Jim O'Neil spent a good chunk of his Saturday press conference talking about a game Cleveland lost nearly six months earlier.

There was a method to his unexpected monologue.

The Browns' defensive coordinator looked back to the team's 2014 season-ending loss at Baltimore, the fifth in as many weeks to close the year. Battered and bruised with their playoff hopes dashed the previous week, the Browns' defense put a scare into the playoff-hopeful Baltimore Ravens for 60 minutes but ran out of steam in the fourth quarter, allowing the Ravens to pull away for a 20-10 win. The victory sent the Ravens to the playoffs and sent the Browns back to Cleveland with a 7-9 record.

As Mike Pettine often said throughout his first season as Cleveland's head coach, the NFL is a pass-fail league and the Browns failed in their season finale for a sixth consecutive season. O'Neil won't deny that, but something happened behind the scenes and on the field that O'Neil took to heart.

The Browns defense came together amid a storm of negative circumstances, and O'Neil sees the positive effect lingering as the team goes through its offseason workouts.

"It was just unbelievable to me what those guys did and how hard they played," O'Neil said. "You guys have been around with what some of the Week 17 games have looked like around here."

It was a reflection, O'Neil said, of what he saw throughout the holiday week from a Browns defense that featured numerous players playing through injuries.

Cornerback Joe Haden played through an injured shoulder and the flu. Defensive lineman John Hughes made a point to return to action after missing a significant chunk of the season with a knee injury and notched a career high in tackles. At some point in the game, defensive lineman Ishmaa'ily Kitchen injured his leg but played through the pain.
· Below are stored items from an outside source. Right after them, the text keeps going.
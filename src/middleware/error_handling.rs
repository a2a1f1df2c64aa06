//! # Error Handling Middleware
//!
//! Two outer layers that decide what the host sees when the backend misbehaves:
//!
//! - [`ErrorHandlingMiddleware`] turns transport failures into `502 Bad Gateway` (or
//!   `504 Gateway Timeout` for timeouts) JSON responses. Every other error propagates.
//! - [`FallbackMiddleware`] turns configured response statuses into [`Outcome::Fallback`],
//!   handing the request back to the host instead of returning the backend's answer.

use async_trait::async_trait;
use serde::Deserialize;
use serde_json::json;
use tracing::{debug, error};

use crate::core::error::GatewayResult;
use crate::core::types::{GatewayResponse, IncomingRequest, RequestContext};
use crate::middleware::pipeline::{Middleware, Next, Outcome};
use crate::middleware::spec::{lenient, MiddlewareArgs};

#[derive(Debug, Clone, Deserialize)]
#[serde(default)]
pub struct ErrorHandlingConfig {
    /// Include the transport error text in the response body
    pub expose_errors: bool,
}

impl Default for ErrorHandlingConfig {
    fn default() -> Self {
        Self { expose_errors: true }
    }
}

#[derive(Debug)]
pub struct ErrorHandlingMiddleware {
    config: ErrorHandlingConfig,
}

impl ErrorHandlingMiddleware {
    pub fn new(config: ErrorHandlingConfig) -> Self {
        Self { config }
    }

    /// Build from `error_handling[:expose_errors]`
    pub fn from_args(args: &MiddlewareArgs) -> GatewayResult<Self> {
        Ok(Self::new(args.into_config(&["expose_errors"])?))
    }
}

#[async_trait]
impl Middleware for ErrorHandlingMiddleware {
    fn name(&self) -> &str {
        "error_handling"
    }

    fn priority(&self) -> i32 {
        -50
    }

    async fn process(
        &self,
        request: IncomingRequest,
        context: &RequestContext,
        next: Next<'_>,
    ) -> GatewayResult<Outcome> {
        match next.run(request, context).await {
            Err(err) if err.is_transport() => {
                let status = err.status_code();
                error!(
                    request_id = %context.request_id,
                    target = %context.target_url,
                    status = status.as_u16(),
                    error = %err,
                    "Backend request failed"
                );

                let message = if err.is_timeout() { "Gateway Timeout" } else { "Bad Gateway" };
                let mut body = json!({
                    "error": {
                        "code": status.as_u16(),
                        "message": message,
                    },
                    "request_id": context.request_id,
                });
                if self.config.expose_errors {
                    body["error"]["details"] = json!(err.to_string());
                }
                Ok(Outcome::Response(GatewayResponse::json(status, &body)))
            }
            other => other,
        }
    }
}

#[derive(Debug, Clone, Deserialize)]
#[serde(default)]
pub struct FallbackConfig {
    /// Backend statuses that hand the request back to the host
    #[serde(deserialize_with = "lenient::status_list")]
    pub statuses: Vec<u16>,
}

impl Default for FallbackConfig {
    fn default() -> Self {
        Self { statuses: vec![404] }
    }
}

#[derive(Debug)]
pub struct FallbackMiddleware {
    config: FallbackConfig,
}

impl FallbackMiddleware {
    pub fn new(config: FallbackConfig) -> Self {
        Self { config }
    }

    /// Build from `fallback[:status,...]`
    pub fn from_args(args: &MiddlewareArgs) -> GatewayResult<Self> {
        Ok(Self::new(args.into_config(&["statuses*"])?))
    }
}

#[async_trait]
impl Middleware for FallbackMiddleware {
    fn name(&self) -> &str {
        "fallback"
    }

    fn priority(&self) -> i32 {
        -40
    }

    async fn process(
        &self,
        request: IncomingRequest,
        context: &RequestContext,
        next: Next<'_>,
    ) -> GatewayResult<Outcome> {
        let outcome = next.run(request, context).await?;
        match outcome {
            Outcome::Response(response) if self.config.statuses.contains(&response.status.as_u16()) => {
                debug!(
                    request_id = %context.request_id,
                    status = response.status.as_u16(),
                    "Deferring request to host"
                );
                Ok(Outcome::Fallback)
            }
            other => Ok(other),
        }
    }
}

#[cfg(test)]
mod tests {
    use super::*;
    use crate::core::error::GatewayError;
    use crate::middleware::pipeline::test_support::*;
    use axum::http::{Method, StatusCode};
    use std::sync::Arc;

    #[tokio::test]
    async fn test_transport_errors_become_gateway_responses() {
        let handler = Arc::new(ErrorHandlingMiddleware::new(ErrorHandlingConfig::default()));
        let endpoint = ScriptedEndpoint::scripted(vec![
            Err(GatewayError::transport("connection refused")),
            Err(GatewayError::transport("request timed out")),
        ]);

        let refused = run_one(handler.clone(), request(Method::GET, "http://b/"), &context(), &endpoint)
            .await
            .unwrap()
            .into_response()
            .unwrap();
        assert_eq!(refused.status, StatusCode::BAD_GATEWAY);
        let body: serde_json::Value = serde_json::from_slice(&refused.body).unwrap();
        assert_eq!(body["error"]["message"], "Bad Gateway");
        assert!(body["error"]["details"].as_str().unwrap().contains("connection refused"));

        let timed_out = run_one(handler, request(Method::GET, "http://b/"), &context(), &endpoint)
            .await
            .unwrap()
            .into_response()
            .unwrap();
        assert_eq!(timed_out.status, StatusCode::GATEWAY_TIMEOUT);
    }

    #[tokio::test]
    async fn test_other_errors_are_not_swallowed() {
        let handler = Arc::new(ErrorHandlingMiddleware::new(ErrorHandlingConfig { expose_errors: false }));
        let endpoint = ScriptedEndpoint::scripted(vec![Err(GatewayError::config("bad"))]);
        let result = run_one(handler, request(Method::GET, "http://b/"), &context(), &endpoint).await;
        assert!(matches!(result, Err(GatewayError::Configuration { .. })));
    }

    #[tokio::test]
    async fn test_fallback_on_configured_statuses() {
        let args = crate::middleware::spec::normalize(&serde_json::json!("fallback:404,410")).unwrap();
        let fallback = Arc::new(FallbackMiddleware::from_args(&args).unwrap());
        let endpoint = ScriptedEndpoint::scripted(vec![status(404), status(410), status(500)]);

        for _ in 0..2 {
            let outcome = run_one(fallback.clone(), request(Method::GET, "http://b/"), &context(), &endpoint)
                .await
                .unwrap();
            assert!(outcome.is_fallback());
        }
        let outcome = run_one(fallback, request(Method::GET, "http://b/"), &context(), &endpoint)
            .await
            .unwrap();
        assert_eq!(outcome.response().unwrap().status, StatusCode::INTERNAL_SERVER_ERROR);
    }

    #[test]
    fn test_fallback_defaults_to_not_found() {
        let fallback = FallbackMiddleware::from_args(&MiddlewareArgs::new("fallback")).unwrap();
        assert_eq!(fallback.config.statuses, vec![404]);
    }
}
"We gave up some plays in the fourth quarter, but I was so proud of how that unit came together," O'Neil said. "They stayed late throughout the week. It was important to them. That was really important to me."

What could have been the worst possible way to enter an offseason morphed into a positive when the sting of defeat faded, O'Neil said. He called the Browns' start to their offseason training program "great" and "outstanding."
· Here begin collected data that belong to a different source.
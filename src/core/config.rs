//! # Configuration Module
//!
//! Configuration for the dispatcher host: listen address, route sources, global
//! middleware, the shared store backend and the upstream transport.
//!
//! ## Key Features
//! - YAML/JSON configuration parsing with serde, chosen by file extension
//! - Environment variable override support (`DISPATCHER_<FIELD>`)
//! - Validation with detailed error messages

use serde::{Deserialize, Serialize};
use std::path::{Path, PathBuf};
use std::time::Duration;
use url::Url;

use crate::core::error::{GatewayError, GatewayResult};

/// Main dispatcher configuration structure
#[derive(Debug, Clone, Serialize, Deserialize)]
#[serde(default)]
pub struct DispatcherConfig {
    /// Address the host binary listens on
    pub listen: String,

    /// Inline route descriptors
    pub routes: Vec<serde_json::Value>,

    /// Route files (JSON or YAML), each becoming one file loader
    pub route_files: Vec<PathBuf>,

    /// Middleware applied to every route, in any accepted spec shape
    pub global_middlewares: serde_json::Value,

    /// Shared key-value store backend
    pub store: StoreConfig,

    /// Upstream transport settings
    pub transport: TransportConfig,

    /// Default tracing filter when `RUST_LOG` is not set
    pub log_filter: String,
}

impl Default for DispatcherConfig {
    fn default() -> Self {
        Self {
            listen: "0.0.0.0:8080".to_string(),
            routes: Vec::new(),
            route_files: Vec::new(),
            global_middlewares: serde_json::Value::Null,
            store: StoreConfig::default(),
            transport: TransportConfig::default(),
            log_filter: "route_dispatcher=info".to_string(),
        }
    }
}

/// Shared store backend selection
#[derive(Debug, Clone, Serialize, Deserialize, PartialEq)]
#[serde(tag = "backend", rename_all = "snake_case")]
pub enum StoreConfig {
    /// Process-local store; only correct when a single process serves traffic
    Memory {
        /// How often expired entries are swept; zero disables the sweep
        #[serde(with = "humantime_serde", default = "default_cleanup_interval")]
        cleanup_interval: Duration,
    },
    /// Redis, shared by every dispatcher process
    Redis { url: String },
}

impl Default for StoreConfig {
    fn default() -> Self {
        Self::Memory {
            cleanup_interval: default_cleanup_interval(),
        }
    }
}

fn default_cleanup_interval() -> Duration {
    Duration::from_secs(60)
}

/// Upstream transport configuration
#[derive(Debug, Clone, Serialize, Deserialize)]
#[serde(default)]
pub struct TransportConfig {
    /// Overall request timeout when no middleware supplies one
    #[serde(with = "humantime_serde")]
    pub timeout: Duration,

    /// TCP connect timeout
    #[serde(with = "humantime_serde")]
    pub connect_timeout: Duration,

    /// User agent sent when the client did not send one
    pub user_agent: String,
}

impl Default for TransportConfig {
    fn default() -> Self {
        Self {
            timeout: Duration::from_secs(30),
            connect_timeout: Duration::from_secs(10),
            user_agent: format!("route-dispatcher/{}", env!("CARGO_PKG_VERSION")),
        }
    }
}

impl DispatcherConfig {
    /// Load configuration from a YAML or JSON file (by extension; YAML otherwise)
    pub async fn load_from_file<P: AsRef<Path>>(path: P) -> GatewayResult<Self> {
        let path = path.as_ref();
        let content = tokio::fs::read_to_string(path)
            .await
            .map_err(|e| GatewayError::config(format!("Failed to read config file {}: {}", path.display(), e)))?;

        let mut config = Self::parse(&content, is_json_path(path))?;

        config.apply_env_overrides()?;
        config.validate()?;
        Ok(config)
    }

    /// Parse configuration text
    pub fn parse(content: &str, json: bool) -> GatewayResult<Self> {
        if json {
            serde_json::from_str(content)
                .map_err(|e| GatewayError::config(format!("Failed to parse JSON config: {}", e)))
        } else {
            serde_yaml::from_str(content)
                .map_err(|e| GatewayError::config(format!("Failed to parse config: {}", e)))
        }
    }

    /// Apply environment variable overrides to configuration
    ///
    /// - `DISPATCHER_LISTEN`: listen address
    /// - `DISPATCHER_REDIS_URL`: switch the store to Redis
    /// - `DISPATCHER_ROUTES`: extra route files, separated by `:`
    /// - `DISPATCHER_TRANSPORT_TIMEOUT`: humantime duration
    pub fn apply_env_overrides(&mut self) -> GatewayResult<()> {
        use std::env;

        if let Ok(listen) = env::var("DISPATCHER_LISTEN") {
            self.listen = listen;
        }

        if let Ok(url) = env::var("DISPATCHER_REDIS_URL") {
            self.store = StoreConfig::Redis { url };
        }

        if let Ok(routes) = env::var("DISPATCHER_ROUTES") {
            self.route_files.extend(
                routes
                    .split(':')
                    .filter(|part| !part.is_empty())
                    .map(PathBuf::from),
            );
        }

        if let Ok(timeout) = env::var("DISPATCHER_TRANSPORT_TIMEOUT") {
            self.transport.timeout = humantime::parse_duration(&timeout)
                .map_err(|e| GatewayError::config(format!("Invalid DISPATCHER_TRANSPORT_TIMEOUT: {}", e)))?;
        }

        Ok(())
    }

    /// Validate the configuration
    pub fn validate(&self) -> GatewayResult<()> {
        self.listen
            .parse::<std::net::SocketAddr>()
            .map_err(|e| GatewayError::config(format!("Invalid listen address '{}': {}", self.listen, e)))?;

        if let StoreConfig::Redis { url } = &self.store {
            let parsed = Url::parse(url)
                .map_err(|e| GatewayError::config(format!("Invalid Redis URL '{}': {}", url, e)))?;
            if !matches!(parsed.scheme(), "redis" | "rediss") {
                return Err(GatewayError::config(format!(
                    "Redis URL must use redis:// or rediss://, got '{}'",
                    url
                )));
            }
        }

        if self.transport.timeout.is_zero() {
            return Err(GatewayError::config("transport.timeout must be greater than zero"));
        }

        if self.routes.is_empty() && self.route_files.is_empty() {
            tracing::warn!("No routes configured; every request will be left to the host");
        }

        Ok(())
    }
}

/// Whether a path names a JSON document
pub(crate) fn is_json_path(path: &Path) -> bool {
    path.extension()
        .and_then(|ext| ext.to_str())
        .map(|ext| ext.eq_ignore_ascii_case("json"))
        .unwrap_or(false)
}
Winning the offseason, he said, entails strong attendance for both workouts and drill work, and his unit has excelled in both areas. The mix of positive and negative that came from how the Browns ended 2014 has served as the backbone to the group's motivation.

"That was something that I was like, 'You know what? We're all in this together, coaching staff-wise, player-wise,'" O'Neil said. "That really validated a lot of things for me."